Il n’existait par ailleurs aucune différence de mortalité spécifique : 12 % (95%CI : 8–18) pour l’entretien, 18% (11–29) pour l’induction, et 14% (9–20) pour la surveillance active. Une transformation clinique en forme agressive a été observée chez 74 patients sans différence significative entre les groupes : 17% (95%CI : 12–24) dans le groupe entretien, 15% (8–26) dans le groupe induction, et 20% (14–27) dans le groupe surveillance.
Conclusion
Ces données démontrent que l’administration précoce de rituximab en monothérapie augmente significativement la proportion de patients atteints de LF de stade avancé, de faible masse tumorale, qui ne nécessitent pas de nouveau traitement sur une période de 15 ans. Il n’existe aucun impact négatif sur le risque de transformation en formes agressives ou sur la survie globale. Ces résultats soutiennent l’utilisation précoce du rituximab en monothérapie dans ce contexte, et confirment son utilité pour différer ou éviter une chimiothérapie, en adaptant l’indication au cas par cas.
Références
- Horning SJ, Rosenberg SA. The natural history of initially untreated low-grade non-Hodgkin's lymphomas. N Engl J Med 1984;311(23):1471-5. DOI: 10.1056/NEJM198412063112303.
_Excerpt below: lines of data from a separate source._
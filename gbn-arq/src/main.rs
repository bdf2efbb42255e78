//! Entry point for `gbn-arq`.
//!
//! Parses CLI arguments and dispatches into one of three modes: an
//! in-process simulation, or either half of a TCP transfer.  All protocol
//! work is delegated to the library; `main.rs` owns only process setup
//! (logging, argument parsing) and printing the result.

use std::net::SocketAddr;
use std::time::Duration;

use anyhow::Result;
use clap::{Args, Parser, Subcommand};

use gbn_arq::{
    GbnReceiver, GbnSender, LocalChannel, ScriptedFaults, SharedReceiver, TcpChannel,
    TcpReceiver, TransferConfig,
};

const DEFAULT_MESSAGE: &str = "Hello, this is a test message for Go-Back-N protocol.";

/// Go-Back-N ARQ transfers, simulated or over TCP.
#[derive(Parser)]
#[command(author, version, about)]
struct Cli {
    #[command(subcommand)]
    mode: Mode,
}

#[derive(Subcommand)]
enum Mode {
    /// Run sender and receiver in one process.
    Simulate {
        #[command(flatten)]
        transfer: TransferArgs,
        /// Message to transfer.
        #[arg(short, long, default_value = DEFAULT_MESSAGE)]
        message: String,
        /// Stall round 4 and reject round 6 once each.
        #[arg(long)]
        faults: bool,
        /// Receiver work time per batch, in milliseconds.
        #[arg(long, default_value_t = 0)]
        processing_delay_ms: u64,
    },
    /// Listen for a sender and print the received message.
    Receive {
        /// Local address to bind.
        #[arg(short, long, default_value = "127.0.0.1:8080")]
        bind: SocketAddr,
        /// Window size the sender will use.
        #[arg(short, long, default_value_t = 5)]
        window: usize,
        /// Stall round 4 and reject round 6 once each.
        #[arg(long)]
        faults: bool,
        /// Sender timeout in seconds; sizes the injected faults and how long
        /// to keep listening after the final batch.
        #[arg(short, long, default_value_t = 2)]
        timeout: u64,
        /// Receiver work time per batch, in milliseconds.
        #[arg(long, default_value_t = 0)]
        processing_delay_ms: u64,
    },
    /// Send a message to a listening receiver.
    Send {
        /// Receiver address.
        #[arg(short, long, default_value = "127.0.0.1:8080")]
        server: SocketAddr,
        #[command(flatten)]
        transfer: TransferArgs,
        /// Message to transfer.
        #[arg(short, long, default_value = DEFAULT_MESSAGE)]
        message: String,
    },
}

#[derive(Args)]
struct TransferArgs {
    /// Units per round.
    #[arg(short, long, default_value_t = 5)]
    window: usize,
    /// Seconds to wait for a verdict before resending.
    #[arg(short, long, default_value_t = 2)]
    timeout: u64,
    /// Failed attempts tolerated per round (0 = unlimited).
    #[arg(long, default_value_t = 0)]
    max_retries: u32,
}

impl TransferArgs {
    fn config(&self) -> Result<TransferConfig> {
        let max_retries = (self.max_retries > 0).then_some(self.max_retries);
        Ok(TransferConfig::new(self.window, Duration::from_secs(self.timeout))?
            .with_max_retries(max_retries))
    }
}

#[tokio::main]
async fn main() -> Result<()> {
    // Round logs are printed at info; RUST_LOG overrides.
    env_logger::Builder::from_env(env_logger::Env::default().default_filter_or("info")).init();

    let cli = Cli::parse();

    match cli.mode {
        Mode::Simulate {
            transfer,
            message,
            faults,
            processing_delay_ms,
        } => {
            let config = transfer.config()?;
            let mut receiver = GbnReceiver::<char>::new(config.window_size)
                .with_processing_delay(Duration::from_millis(processing_delay_ms));
            if faults {
                receiver = receiver.with_faults(ScriptedFaults::demo(config.timeout));
            }
            let mut channel = LocalChannel::new(SharedReceiver::new(receiver));

            let stream: Vec<char> = message.chars().collect();
            let done = GbnSender::new(config)?.run(&stream, &mut channel).await?;

            let received: String = done.message.unwrap_or_default().into_iter().collect();
            println!("{received}");
        }
        Mode::Receive {
            bind,
            window,
            faults,
            timeout,
            processing_delay_ms,
        } => {
            anyhow::ensure!(window > 0, gbn_arq::ConfigError::ZeroWindow);
            let timeout = Duration::from_secs(timeout);
            let mut receiver = GbnReceiver::<char>::new(window)
                .with_processing_delay(Duration::from_millis(processing_delay_ms));
            if faults {
                receiver = receiver.with_faults(ScriptedFaults::demo(timeout));
            }
            let server = TcpReceiver::bind(bind, receiver)
                .await?
                .with_linger(timeout * 2);
            let received: String = server.serve().await?.into_iter().collect();
            println!("{received}");
        }
        Mode::Send {
            server,
            transfer,
            message,
        } => {
            let config = transfer.config()?;
            let mut channel = TcpChannel::new(server);
            let stream: Vec<char> = message.chars().collect();
            let done = GbnSender::new(config)?.run(&stream, &mut channel).await?;
            log::info!(
                "{} attempts: {} accepted, {} rejected, {} timed out",
                done.report.attempts,
                done.report.accepted,
                done.report.rejected,
                done.report.timed_out
            );
            // The receiver prints the message; the sender can only vouch for
            // how much of it was acknowledged.
            println!("{} of {} units acknowledged", done.acknowledged, stream.len());
        }
    }

    Ok(())
}

#[cfg(test)]
mod tests {
    use super::*;

    #[test]
    fn send_retries_forever_by_default() {
        let cli = Cli::try_parse_from(["gbn-arq", "send"]).unwrap();
        let Mode::Send { transfer, .. } = cli.mode else {
            panic!("expected send mode");
        };
        assert_eq!(transfer.config().unwrap().max_retries, None);
    }

    #[test]
    fn explicit_retry_budget() {
        let cli = Cli::try_parse_from(["gbn-arq", "simulate", "--max-retries", "3"]).unwrap();
        let Mode::Simulate { transfer, .. } = cli.mode else {
            panic!("expected simulate mode");
        };
        assert_eq!(transfer.config().unwrap().max_retries, Some(3));
    }

    #[test]
    fn receive_accepts_processing_delay() {
        let cli =
            Cli::try_parse_from(["gbn-arq", "receive", "--processing-delay-ms", "1000"]).unwrap();
        let Mode::Receive {
            processing_delay_ms,
            ..
        } = cli.mode
        else {
            panic!("expected receive mode");
        };
        assert_eq!(processing_delay_ms, 1000);
    }
}
//! Round slicing.
//!
//! The stream is cut into consecutive windows; round `counter` (1-based)
//! owns the half-open range
//!
//! ```text
//!   [(counter - 1) * W, min(N, counter * W))
//! ```
//!
//! Only the last round may be shorter than `W`.  Nothing here is stored
//! between rounds: the sender recomputes the range from its counter each time,
//! so a retried round always covers exactly the same units.

use std::ops::Range;

/// The slice of the stream owed for one round.
#[derive(Debug, Clone, Copy, PartialEq, Eq)]
pub struct Round {
    /// 1-based round index.
    pub counter: u32,
    /// First stream index in the batch.
    pub start: usize,
    /// One past the last stream index in the batch.
    pub end: usize,
    /// `true` when this batch reaches the end of the stream.
    pub is_final: bool,
}

impl Round {
    /// Compute round `counter` for a stream of `len` units.
    ///
    /// `counter` and `window_size` must both be at least 1.
    pub fn new(counter: u32, window_size: usize, len: usize) -> Self {
        debug_assert!(counter >= 1, "rounds are 1-based");
        debug_assert!(window_size >= 1, "window_size must be at least 1");

        let reach = (counter as usize).saturating_mul(window_size);
        let start = reach.saturating_sub(window_size).min(len);
        let end = reach.min(len);
        Self {
            counter,
            start,
            end,
            is_final: reach >= len,
        }
    }

    pub fn range(&self) -> Range<usize> {
        self.start..self.end
    }

    /// Number of units in the batch.
    pub fn len(&self) -> usize {
        self.end - self.start
    }

    pub fn is_empty(&self) -> bool {
        self.start == self.end
    }
}

/// Number of accepted rounds needed to move `len` units, `ceil(len / W)`.
pub fn round_count(len: usize, window_size: usize) -> u32 {
    len.div_ceil(window_size) as u32
}

#[cfg(test)]
mod tests {
    use super::*;

    #[test]
    fn first_round_starts_at_zero() {
        let r = Round::new(1, 5, 55);
        assert_eq!(r.range(), 0..5);
        assert!(!r.is_final);
    }

    #[test]
    fn exact_multiple_last_round_is_full() {
        let r = Round::new(11, 5, 55);
        assert_eq!(r.range(), 50..55);
        assert_eq!(r.len(), 5);
        assert!(r.is_final);
    }

    #[test]
    fn partial_last_round() {
        let r = Round::new(8, 7, 55);
        assert_eq!(r.range(), 49..55);
        assert_eq!(r.len(), 6);
        assert!(r.is_final);

        let before = Round::new(7, 7, 55);
        assert_eq!(before.range(), 42..49);
        assert!(!before.is_final);
    }

    #[test]
    fn window_larger_than_stream() {
        let r = Round::new(1, 64, 10);
        assert_eq!(r.range(), 0..10);
        assert!(r.is_final);
    }

    #[test]
    fn past_the_end_is_empty() {
        let r = Round::new(3, 5, 10);
        assert!(r.is_empty());
        assert!(r.is_final);
    }

    #[test]
    fn rounds_tile_the_stream() {
        let (len, w) = (23, 4);
        let mut next = 0;
        for counter in 1..=round_count(len, w) {
            let r = Round::new(counter, w, len);
            assert_eq!(r.start, next);
            next = r.end;
        }
        assert_eq!(next, len);
    }

    #[test]
    fn round_counts() {
        assert_eq!(round_count(55, 5), 11);
        assert_eq!(round_count(55, 7), 8);
        assert_eq!(round_count(1, 1), 1);
        assert_eq!(round_count(3, 10), 1);
    }

    #[test]
    fn huge_counter_saturates() {
        let r = Round::new(u32::MAX, usize::MAX / 2, 100);
        assert!(r.is_empty());
        assert!(r.is_final);
    }
}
- Ardeshna KM, Smith P, Norton A, et al. Long-term effect of a watch and wait policy versus immediate systemic treatment for asymptomatic advanced-stage non-Hodgkin lymphoma: a randomised controlled trial. Lancet 2003;362(9383):516-22. DOI: 10.1016/s0140-6736(03)14110-4.
- Marzolini MAV, Qian W, Clifton-Hadley L, et al. Quality of life in advanced-stage, asymptomatic, non-bulky follicular lymphoma treated with rituximab shows significant improvement compared with watchful-waiting. Br J Haematol 2025;206(3):876-886. DOI: 10.1111/bjh.19918.
- Northend M, Wilson W, Ediriwickrema K, et al. Early rituximab monotherapy versus watchful waiting for advanced stage, asymptomatic, low tumour burden follicular lymphoma: long-term results of a randomised, phase 3 trial. Lancet Haematol 2025;12(5):e335-e345. DOI: 10.1016/S2352-3026(25)00034-1.